Preoperative Anemia Is Associated with Increased Mortality Following Primary Unilateral Total Joint Arthroplasty
Open Journal of Anesthesiology
Total joint arthroplasty is a commonly performed procedure for end-stage osteoarthritis. Preoperative anemia is a well-characterized and potentially modifiable risk factor for morbidity and mortality in non-cardiac surgery. This retrospective cohort study identified the prevalence of anemia in our total joint arthroplasty population and investigated if there was an association with all-cause mortality.
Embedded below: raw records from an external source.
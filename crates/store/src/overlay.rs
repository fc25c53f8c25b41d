use std::collections::BTreeMap;

use parking_lot::Mutex;
use tracing::trace;

use crate::error::StoreError;
use crate::traits::{BatchOp, ColumnId, Store, WriteBatch};

type Changes = BTreeMap<(ColumnId, Vec<u8>), Option<Vec<u8>>>;

/// Write-buffering view over a backend.
///
/// Reads see the overlay's own pending writes first and fall through to the
/// backend otherwise. Nothing reaches the backend until [`Overlay::commit`],
/// which hands every pending change over as one [`WriteBatch`]. Dropping an
/// overlay discards its writes, which is how a failed invocation leaves the
/// persisted state untouched.
pub struct Overlay<'a> {
    base: &'a dyn Store,
    changes: Mutex<Changes>,
}

impl<'a> Overlay<'a> {
    pub fn new(base: &'a dyn Store) -> Self {
        Self {
            base,
            changes: Mutex::new(BTreeMap::new()),
        }
    }

    /// Returns true when the overlay holds uncommitted writes.
    pub fn is_dirty(&self) -> bool {
        !self.changes.lock().is_empty()
    }

    /// Converts pending changes into a batch, ordered by column and key.
    pub fn into_batch(self) -> WriteBatch {
        let mut batch = WriteBatch::new();
        for ((column, key), value) in self.changes.into_inner() {
            match value {
                Some(value) => batch.put(column, key, value),
                None => batch.delete(column, key),
            }
        }
        batch
    }

    /// Applies every pending change to the backend atomically and returns the
    /// number of operations written.
    pub fn commit(self) -> Result<usize, StoreError> {
        let base = self.base;
        let batch = self.into_batch();
        let len = batch.len();
        if len > 0 {
            base.write_batch(batch)?;
        }
        trace!(operations = len, "overlay committed");
        Ok(len)
    }
}

impl Store for Overlay<'_> {
    fn get(&self, column: ColumnId, key: &[u8]) -> Result<Option<Vec<u8>>, StoreError> {
        if let Some(pending) = self.changes.lock().get(&(column, key.to_vec())) {
            return Ok(pending.clone());
        }
        self.base.get(column, key)
    }

    fn put(&self, column: ColumnId, key: Vec<u8>, value: Vec<u8>) -> Result<(), StoreError> {
        self.changes.lock().insert((column, key), Some(value));
        Ok(())
    }

    fn delete(&self, column: ColumnId, key: &[u8]) -> Result<(), StoreError> {
        self.changes.lock().insert((column, key.to_vec()), None);
        Ok(())
    }

    fn write_batch(&self, batch: WriteBatch) -> Result<(), StoreError> {
        let mut changes = self.changes.lock();
        for op in batch.into_ops() {
            match op {
                BatchOp::Put { column, key, value } => {
                    changes.insert((column, key), Some(value));
                }
                BatchOp::Delete { column, key } => {
                    changes.insert((column, key), None);
                }
            }
        }
        Ok(())
    }

    fn scan_prefix(
        &self,
        column: ColumnId,
        prefix: &[u8],
    ) -> Result<Vec<(Vec<u8>, Vec<u8>)>, StoreError> {
        let mut merged: BTreeMap<Vec<u8>, Vec<u8>> =
            self.base.scan_prefix(column, prefix)?.into_iter().collect();

        let changes = self.changes.lock();
        for ((col, key), value) in changes.range((column, prefix.to_vec())..) {
            if *col != column || !key.starts_with(prefix) {
                break;
            }
            match value {
                Some(value) => {
                    merged.insert(key.clone(), value.clone());
                }
                None => {
                    merged.remove(key);
                }
            }
        }

        Ok(merged.into_iter().collect())
    }
}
Study Design and Methods: Using an electronic medical record, we examined all patients who
... all patients who underwent a primary unilateral total joint arthroplasty at Dartmouth-Hitchcock Medical Center from January 1, 2011 through July 1, 2015. Preoperative anemia thresholds were defined according to the World Health Organization as 12 mg/dl for women and 13 mg/dl for men. Kaplan-Meier survival analyses were performed to examine the relationship between preoperative anemia and all-cause mortality. Cox proportional hazards were calculated for various models adjusting for potential confounders. Results: 439 of the 3247 patients (13.5%) that underwent total joint arthroplasty met the preoperative definition for anemia. 48 patients (1.48%) died during 6470 patient years of follow up, generating an incidence rate of 7.4 deaths per 1000 patient years. The crude hazard ratio for death in anemic patients was 3.42 (95% CI 1.89, 6.82). In multiple models adjusting for various health related confounders, preoperative anemia was associated with a roughly two-fold increase risk of death compared to nonanemic patients. Conclusion: Preoperative anemia is prevalent in our population and it is associated with increased postoperative mortality in total joint arthroplasty patients, even when adjustments are made for significant co-morbidities.